-- GIVEN DATA follows --

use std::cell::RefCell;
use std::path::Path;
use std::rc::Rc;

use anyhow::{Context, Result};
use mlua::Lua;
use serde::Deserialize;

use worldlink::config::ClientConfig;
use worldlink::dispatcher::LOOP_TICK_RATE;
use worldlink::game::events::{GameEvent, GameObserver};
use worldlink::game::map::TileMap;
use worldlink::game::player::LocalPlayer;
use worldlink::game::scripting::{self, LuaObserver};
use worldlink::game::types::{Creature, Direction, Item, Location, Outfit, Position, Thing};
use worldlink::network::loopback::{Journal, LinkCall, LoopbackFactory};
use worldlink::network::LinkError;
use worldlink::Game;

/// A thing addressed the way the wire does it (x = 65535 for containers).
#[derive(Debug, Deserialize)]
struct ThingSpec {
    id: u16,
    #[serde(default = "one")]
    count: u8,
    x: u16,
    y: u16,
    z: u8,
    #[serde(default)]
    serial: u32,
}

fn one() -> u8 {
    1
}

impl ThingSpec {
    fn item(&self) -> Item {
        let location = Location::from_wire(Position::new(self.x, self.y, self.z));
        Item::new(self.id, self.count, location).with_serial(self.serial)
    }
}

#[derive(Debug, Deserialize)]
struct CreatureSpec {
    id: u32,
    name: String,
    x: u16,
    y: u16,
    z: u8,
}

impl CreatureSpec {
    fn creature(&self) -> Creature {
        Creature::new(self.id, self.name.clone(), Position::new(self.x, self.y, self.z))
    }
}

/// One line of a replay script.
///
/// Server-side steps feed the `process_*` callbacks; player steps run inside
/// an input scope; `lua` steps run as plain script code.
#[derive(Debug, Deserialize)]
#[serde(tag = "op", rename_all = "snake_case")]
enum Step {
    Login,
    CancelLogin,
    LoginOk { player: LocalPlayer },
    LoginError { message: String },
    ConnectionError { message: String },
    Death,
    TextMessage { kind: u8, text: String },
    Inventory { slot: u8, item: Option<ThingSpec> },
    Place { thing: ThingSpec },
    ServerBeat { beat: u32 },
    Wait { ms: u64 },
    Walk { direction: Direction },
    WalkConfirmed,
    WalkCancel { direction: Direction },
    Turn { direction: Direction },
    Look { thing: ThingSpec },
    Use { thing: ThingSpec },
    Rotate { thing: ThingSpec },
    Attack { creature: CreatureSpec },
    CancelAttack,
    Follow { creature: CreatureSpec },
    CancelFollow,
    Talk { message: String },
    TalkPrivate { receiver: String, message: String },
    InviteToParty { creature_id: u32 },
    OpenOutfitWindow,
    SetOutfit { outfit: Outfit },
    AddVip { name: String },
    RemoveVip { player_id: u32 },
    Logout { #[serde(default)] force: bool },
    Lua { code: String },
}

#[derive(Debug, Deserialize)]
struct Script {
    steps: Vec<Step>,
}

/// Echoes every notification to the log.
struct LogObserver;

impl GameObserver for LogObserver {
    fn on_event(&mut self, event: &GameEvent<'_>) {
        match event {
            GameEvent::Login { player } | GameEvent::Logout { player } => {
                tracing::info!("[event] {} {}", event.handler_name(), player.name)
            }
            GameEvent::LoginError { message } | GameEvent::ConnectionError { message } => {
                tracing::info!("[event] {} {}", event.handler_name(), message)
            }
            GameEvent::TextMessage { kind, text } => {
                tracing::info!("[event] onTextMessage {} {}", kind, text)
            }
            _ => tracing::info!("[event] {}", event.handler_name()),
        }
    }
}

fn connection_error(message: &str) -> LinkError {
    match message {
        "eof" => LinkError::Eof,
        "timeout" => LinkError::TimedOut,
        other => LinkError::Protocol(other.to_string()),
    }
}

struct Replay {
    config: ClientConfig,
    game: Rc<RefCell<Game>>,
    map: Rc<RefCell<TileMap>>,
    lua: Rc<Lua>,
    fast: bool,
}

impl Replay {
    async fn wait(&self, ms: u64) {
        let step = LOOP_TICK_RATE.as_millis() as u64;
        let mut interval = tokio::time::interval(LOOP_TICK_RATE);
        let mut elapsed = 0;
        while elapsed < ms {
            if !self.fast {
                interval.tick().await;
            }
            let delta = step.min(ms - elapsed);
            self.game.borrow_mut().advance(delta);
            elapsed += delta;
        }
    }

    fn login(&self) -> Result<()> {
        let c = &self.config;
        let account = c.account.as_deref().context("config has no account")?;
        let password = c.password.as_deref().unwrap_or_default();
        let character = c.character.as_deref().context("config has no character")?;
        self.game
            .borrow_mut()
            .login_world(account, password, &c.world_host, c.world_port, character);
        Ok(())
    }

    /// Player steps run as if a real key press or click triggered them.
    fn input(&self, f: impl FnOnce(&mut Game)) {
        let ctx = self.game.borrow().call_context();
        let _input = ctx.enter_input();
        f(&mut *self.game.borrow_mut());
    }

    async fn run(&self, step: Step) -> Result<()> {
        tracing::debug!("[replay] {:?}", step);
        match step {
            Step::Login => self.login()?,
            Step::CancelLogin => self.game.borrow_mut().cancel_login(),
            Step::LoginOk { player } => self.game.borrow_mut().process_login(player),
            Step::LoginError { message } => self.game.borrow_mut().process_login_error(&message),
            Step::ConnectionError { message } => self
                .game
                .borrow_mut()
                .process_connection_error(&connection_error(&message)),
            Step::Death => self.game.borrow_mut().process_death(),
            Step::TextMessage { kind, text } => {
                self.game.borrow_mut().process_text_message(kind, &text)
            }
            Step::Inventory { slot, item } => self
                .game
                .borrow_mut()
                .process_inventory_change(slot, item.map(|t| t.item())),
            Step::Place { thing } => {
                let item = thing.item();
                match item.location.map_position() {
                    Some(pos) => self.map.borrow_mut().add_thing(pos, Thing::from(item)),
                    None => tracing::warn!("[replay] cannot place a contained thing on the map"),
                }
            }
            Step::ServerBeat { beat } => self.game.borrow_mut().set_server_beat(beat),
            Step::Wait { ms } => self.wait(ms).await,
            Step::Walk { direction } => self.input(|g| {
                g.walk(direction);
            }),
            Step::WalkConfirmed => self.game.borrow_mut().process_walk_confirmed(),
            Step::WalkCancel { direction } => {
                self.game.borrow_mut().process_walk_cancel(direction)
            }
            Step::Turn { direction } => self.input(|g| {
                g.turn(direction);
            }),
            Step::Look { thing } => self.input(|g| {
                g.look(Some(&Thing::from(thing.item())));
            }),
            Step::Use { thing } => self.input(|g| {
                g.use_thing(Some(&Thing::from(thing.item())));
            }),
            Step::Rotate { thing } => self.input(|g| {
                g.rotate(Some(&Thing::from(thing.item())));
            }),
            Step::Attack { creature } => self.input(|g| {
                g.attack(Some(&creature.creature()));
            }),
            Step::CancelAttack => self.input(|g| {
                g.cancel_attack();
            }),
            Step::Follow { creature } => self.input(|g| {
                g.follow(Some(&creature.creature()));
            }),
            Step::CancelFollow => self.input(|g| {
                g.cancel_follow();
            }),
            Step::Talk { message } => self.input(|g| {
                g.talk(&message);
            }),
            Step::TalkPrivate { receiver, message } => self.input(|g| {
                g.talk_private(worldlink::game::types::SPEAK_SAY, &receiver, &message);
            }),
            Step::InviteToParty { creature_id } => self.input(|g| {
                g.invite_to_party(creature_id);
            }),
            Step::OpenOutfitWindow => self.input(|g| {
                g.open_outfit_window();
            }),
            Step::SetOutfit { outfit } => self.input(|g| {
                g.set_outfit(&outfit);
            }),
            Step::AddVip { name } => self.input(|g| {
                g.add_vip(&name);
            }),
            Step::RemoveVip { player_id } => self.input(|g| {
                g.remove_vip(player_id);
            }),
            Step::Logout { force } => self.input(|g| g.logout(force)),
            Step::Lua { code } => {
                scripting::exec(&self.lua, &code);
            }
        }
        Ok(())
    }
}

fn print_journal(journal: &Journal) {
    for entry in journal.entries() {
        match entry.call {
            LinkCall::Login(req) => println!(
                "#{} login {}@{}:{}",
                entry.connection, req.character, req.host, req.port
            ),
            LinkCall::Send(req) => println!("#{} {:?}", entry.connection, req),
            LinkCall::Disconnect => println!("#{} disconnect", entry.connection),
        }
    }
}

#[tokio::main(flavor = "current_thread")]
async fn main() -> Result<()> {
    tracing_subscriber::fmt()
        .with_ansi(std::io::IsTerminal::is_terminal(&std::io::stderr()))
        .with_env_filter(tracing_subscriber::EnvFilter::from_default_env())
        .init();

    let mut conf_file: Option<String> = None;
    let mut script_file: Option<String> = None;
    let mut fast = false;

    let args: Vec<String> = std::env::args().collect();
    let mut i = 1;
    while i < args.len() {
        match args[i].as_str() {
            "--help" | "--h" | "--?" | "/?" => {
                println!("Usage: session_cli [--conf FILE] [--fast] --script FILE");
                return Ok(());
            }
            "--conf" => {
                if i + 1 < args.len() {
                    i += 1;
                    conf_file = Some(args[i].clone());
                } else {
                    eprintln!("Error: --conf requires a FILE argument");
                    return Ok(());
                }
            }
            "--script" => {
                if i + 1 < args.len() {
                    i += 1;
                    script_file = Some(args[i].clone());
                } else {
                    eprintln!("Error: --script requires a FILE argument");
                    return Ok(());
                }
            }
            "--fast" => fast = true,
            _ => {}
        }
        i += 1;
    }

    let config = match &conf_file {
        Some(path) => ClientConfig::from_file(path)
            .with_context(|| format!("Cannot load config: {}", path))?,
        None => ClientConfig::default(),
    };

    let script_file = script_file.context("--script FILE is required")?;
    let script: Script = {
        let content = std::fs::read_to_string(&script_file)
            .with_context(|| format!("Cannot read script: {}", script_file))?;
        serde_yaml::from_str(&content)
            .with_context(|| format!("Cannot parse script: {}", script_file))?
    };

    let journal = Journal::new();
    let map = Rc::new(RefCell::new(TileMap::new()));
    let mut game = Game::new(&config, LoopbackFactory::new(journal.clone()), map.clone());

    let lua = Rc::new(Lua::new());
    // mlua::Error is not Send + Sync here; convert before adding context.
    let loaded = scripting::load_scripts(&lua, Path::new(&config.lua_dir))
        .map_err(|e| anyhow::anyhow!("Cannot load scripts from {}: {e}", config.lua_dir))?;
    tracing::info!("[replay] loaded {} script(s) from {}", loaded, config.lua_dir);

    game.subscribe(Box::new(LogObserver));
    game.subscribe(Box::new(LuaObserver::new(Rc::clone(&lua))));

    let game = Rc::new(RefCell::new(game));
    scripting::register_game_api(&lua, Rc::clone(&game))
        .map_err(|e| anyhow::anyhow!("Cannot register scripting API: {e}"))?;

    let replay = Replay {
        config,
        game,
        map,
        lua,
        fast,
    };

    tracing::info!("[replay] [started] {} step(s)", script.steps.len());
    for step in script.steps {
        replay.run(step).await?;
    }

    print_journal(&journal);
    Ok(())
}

-- GIVEN DATA concluded --
-- GIVEN DATA follows --

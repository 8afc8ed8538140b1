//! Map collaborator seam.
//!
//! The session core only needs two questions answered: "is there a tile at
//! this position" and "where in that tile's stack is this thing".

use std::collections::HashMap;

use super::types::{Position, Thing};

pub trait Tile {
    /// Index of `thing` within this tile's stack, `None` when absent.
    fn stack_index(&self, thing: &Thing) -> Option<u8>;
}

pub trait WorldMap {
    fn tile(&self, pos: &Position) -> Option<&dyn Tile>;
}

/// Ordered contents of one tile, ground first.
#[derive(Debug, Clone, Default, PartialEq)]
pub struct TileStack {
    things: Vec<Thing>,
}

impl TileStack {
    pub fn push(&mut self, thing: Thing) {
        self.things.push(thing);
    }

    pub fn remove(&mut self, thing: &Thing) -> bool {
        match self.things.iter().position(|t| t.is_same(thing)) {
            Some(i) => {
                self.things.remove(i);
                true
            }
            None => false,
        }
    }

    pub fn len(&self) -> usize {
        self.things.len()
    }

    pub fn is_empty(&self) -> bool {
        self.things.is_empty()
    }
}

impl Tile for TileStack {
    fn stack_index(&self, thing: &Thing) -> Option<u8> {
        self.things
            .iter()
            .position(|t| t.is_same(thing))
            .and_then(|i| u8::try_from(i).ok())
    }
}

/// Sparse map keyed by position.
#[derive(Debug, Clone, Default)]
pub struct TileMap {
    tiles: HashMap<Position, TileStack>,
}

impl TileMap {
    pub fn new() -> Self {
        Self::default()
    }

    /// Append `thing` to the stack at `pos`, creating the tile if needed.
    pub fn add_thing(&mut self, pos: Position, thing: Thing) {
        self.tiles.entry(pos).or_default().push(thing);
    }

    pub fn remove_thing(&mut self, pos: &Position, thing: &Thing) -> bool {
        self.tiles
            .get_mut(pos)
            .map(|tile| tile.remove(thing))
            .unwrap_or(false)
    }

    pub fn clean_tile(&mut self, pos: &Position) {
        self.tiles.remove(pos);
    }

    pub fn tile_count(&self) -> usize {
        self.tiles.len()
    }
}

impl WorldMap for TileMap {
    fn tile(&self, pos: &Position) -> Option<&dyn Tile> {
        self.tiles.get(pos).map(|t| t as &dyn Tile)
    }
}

-- GIVEN DATA concluded --
-- GIVEN DATA follows --

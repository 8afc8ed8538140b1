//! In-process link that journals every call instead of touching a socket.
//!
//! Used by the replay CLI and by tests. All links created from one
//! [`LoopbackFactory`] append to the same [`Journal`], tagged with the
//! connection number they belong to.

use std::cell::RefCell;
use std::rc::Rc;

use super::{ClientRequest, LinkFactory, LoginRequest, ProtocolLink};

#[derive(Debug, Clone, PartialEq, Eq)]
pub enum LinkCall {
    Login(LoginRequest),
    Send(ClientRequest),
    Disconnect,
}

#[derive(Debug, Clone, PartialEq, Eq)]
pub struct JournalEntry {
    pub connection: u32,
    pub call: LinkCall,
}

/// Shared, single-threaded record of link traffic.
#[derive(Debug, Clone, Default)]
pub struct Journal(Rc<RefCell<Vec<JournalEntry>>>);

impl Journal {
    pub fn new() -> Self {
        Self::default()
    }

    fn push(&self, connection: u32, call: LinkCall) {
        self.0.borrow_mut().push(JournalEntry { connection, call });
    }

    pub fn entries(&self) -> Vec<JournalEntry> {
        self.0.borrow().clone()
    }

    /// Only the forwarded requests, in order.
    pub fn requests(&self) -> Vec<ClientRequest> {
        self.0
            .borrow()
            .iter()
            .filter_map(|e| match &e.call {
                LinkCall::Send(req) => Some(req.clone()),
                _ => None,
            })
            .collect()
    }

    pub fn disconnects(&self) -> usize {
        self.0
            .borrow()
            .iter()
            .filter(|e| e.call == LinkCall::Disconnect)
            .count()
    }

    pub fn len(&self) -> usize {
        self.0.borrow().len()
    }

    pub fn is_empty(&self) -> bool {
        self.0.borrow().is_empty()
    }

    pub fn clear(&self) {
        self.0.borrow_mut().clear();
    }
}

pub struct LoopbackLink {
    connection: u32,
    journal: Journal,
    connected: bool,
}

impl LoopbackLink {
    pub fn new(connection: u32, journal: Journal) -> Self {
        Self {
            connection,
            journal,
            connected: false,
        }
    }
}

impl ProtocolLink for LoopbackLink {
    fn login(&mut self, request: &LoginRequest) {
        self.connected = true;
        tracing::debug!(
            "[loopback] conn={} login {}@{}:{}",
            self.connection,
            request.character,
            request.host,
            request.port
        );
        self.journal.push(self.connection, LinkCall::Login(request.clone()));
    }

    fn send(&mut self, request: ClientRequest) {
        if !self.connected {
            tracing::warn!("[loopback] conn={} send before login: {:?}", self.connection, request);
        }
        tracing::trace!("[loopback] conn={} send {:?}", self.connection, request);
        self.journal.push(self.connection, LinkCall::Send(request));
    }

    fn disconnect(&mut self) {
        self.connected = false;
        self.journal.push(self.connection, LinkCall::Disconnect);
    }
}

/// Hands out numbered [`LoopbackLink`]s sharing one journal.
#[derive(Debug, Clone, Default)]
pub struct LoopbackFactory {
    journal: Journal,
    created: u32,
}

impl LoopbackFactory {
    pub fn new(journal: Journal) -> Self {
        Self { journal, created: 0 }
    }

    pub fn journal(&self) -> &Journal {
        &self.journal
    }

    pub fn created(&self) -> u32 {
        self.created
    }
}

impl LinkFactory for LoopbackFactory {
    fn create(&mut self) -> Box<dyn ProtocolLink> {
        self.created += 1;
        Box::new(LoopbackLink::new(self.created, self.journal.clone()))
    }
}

-- GIVEN DATA concluded --

### [TASK GOAL]
Please copy each line of the records above in which the word "eprintln" can be found.

### [YOUR SOLUTION]
                    eprintln!("Error: --conf requires a FILE argument");
                    eprintln!("Error: --script requires a FILE argument");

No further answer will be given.